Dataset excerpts
◇ ◇ ◇ ◇ ◇

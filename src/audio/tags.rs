//! Tag field marshalling
//!
//! Converts between the library's optional tag items and the wrapper's
//! convention of empty strings and zero for unset fields.

use std::borrow::Cow;

use lofty::{Accessor, Tag};

/// All writable tag fields of a track
///
/// Empty strings and zero mean "unset", both when read and when written.
#[derive(Debug, Clone, Default, PartialEq, Eq)]
pub struct TrackTags {
    pub title: String,
    pub artist: String,
    pub album: String,
    pub comment: String,
    pub genre: String,
    pub year: u32,
    pub track: u32,
}

impl TrackTags {
    /// Read every field from a tag
    pub(crate) fn from_tag(tag: &Tag) -> Self {
        Self {
            title: text(tag.title()),
            artist: text(tag.artist()),
            album: text(tag.album()),
            comment: text(tag.comment()),
            genre: text(tag.genre()),
            year: tag.year().unwrap_or(0),
            track: tag.track().unwrap_or(0),
        }
    }

    /// Overwrite every field of a tag, clearing the ones that are unset here
    pub(crate) fn apply_to(&self, tag: &mut Tag) {
        write_text(tag, &self.title, Tag::set_title, Tag::remove_title);
        write_text(tag, &self.artist, Tag::set_artist, Tag::remove_artist);
        write_text(tag, &self.album, Tag::set_album, Tag::remove_album);
        write_text(tag, &self.comment, Tag::set_comment, Tag::remove_comment);
        write_text(tag, &self.genre, Tag::set_genre, Tag::remove_genre);
        write_number(tag, self.year, Tag::set_year, Tag::remove_year);
        write_number(tag, self.track, Tag::set_track, Tag::remove_track);
    }
}

/// Owned copy of a text item, empty if absent
pub(crate) fn text(value: Option<Cow<'_, str>>) -> String {
    value.map(Cow::into_owned).unwrap_or_default()
}

/// Set a text item, or remove it when `value` is empty
pub(crate) fn write_text(
    tag: &mut Tag,
    value: &str,
    set: fn(&mut Tag, String),
    remove: fn(&mut Tag),
) {
    if value.is_empty() {
        remove(tag);
    } else {
        set(tag, value.to_string());
    }
}

/// Set a numeric item, or remove it when `value` is 0
pub(crate) fn write_number(tag: &mut Tag, value: u32, set: fn(&mut Tag, u32), remove: fn(&mut Tag)) {
    if value == 0 {
        remove(tag);
    } else {
        set(tag, value);
    }
}
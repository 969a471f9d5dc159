// Audio module - the per-file tag handle and the values it hands out

pub mod file;
pub mod properties;
pub mod tags;
mod write;

pub use file::TagFile;
pub use properties::AudioProperties;
pub use tags::TrackTags;
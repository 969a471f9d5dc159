//! Write an edited tag back over the one already on disk.
//!
//! lofty's generic [`Tag`] only carries items it can map to an `ItemKey`.
//! Saving it directly would drop everything else the format tag held
//! (private frames, binary frames, vendor data). For formats where the
//! concrete tag can be read back, the on-disk tag is split, its unmapped
//! remainder kept, and the edited generic tag merged into it before writing.

use std::fs::File;
use std::path::Path;

use lofty::flac::FlacFile;
use lofty::mpeg::MpegFile;
use lofty::{
    AudioFile, FileType, LoftyError, MergeTag, ParseOptions, SplitTag, Tag, TagExt, TagType,
};

/// Save `edited` to `path`, keeping items of the on-disk tag it cannot express
pub(crate) fn save_merged(
    path: &Path,
    file_type: FileType,
    edited: &Tag,
    options: ParseOptions,
) -> Result<(), LoftyError> {
    match (file_type, edited.tag_type()) {
        (FileType::Mpeg, TagType::Id3v2) => {
            let on_disk: MpegFile = read_concrete(path, options)?;
            merge_and_save(on_disk.id3v2().cloned(), edited, path)
        }
        (FileType::Flac, TagType::VorbisComments) => {
            let on_disk: FlacFile = read_concrete(path, options)?;
            merge_and_save(on_disk.vorbis_comments().cloned(), edited, path)
        }
        _ => edited.save_to_path(path),
    }
}

fn read_concrete<F: AudioFile>(path: &Path, options: ParseOptions) -> Result<F, LoftyError> {
    let mut reader = File::open(path)?;
    F::read_from(&mut reader, options)
}

fn merge_and_save<T>(on_disk: Option<T>, edited: &Tag, path: &Path) -> Result<(), LoftyError>
where
    T: SplitTag + TagExt<Err = LoftyError>,
    T::Remainder: MergeTag<Merged = T>,
{
    match on_disk {
        Some(concrete) => {
            let (remainder, _) = concrete.split_tag();
            remainder.merge_tag(edited.clone()).save_to_path(path)
        }
        // Nothing on disk yet, so nothing to preserve
        None => edited.save_to_path(path),
    }
}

◇ ◇ ◇ ◇ ◇

- INSTRUCTIONS FOR THE TASK:
If a line in the entries above contains "TagType", report it.

- FINISHED TASK:
    AudioFile, FileType, LoftyError, MergeTag, ParseOptions, SplitTag, Tag, TagExt, TagType,
        (FileType::Mpeg, TagType::Id3v2) => {
        (FileType::Flac, TagType::VorbisComments) => {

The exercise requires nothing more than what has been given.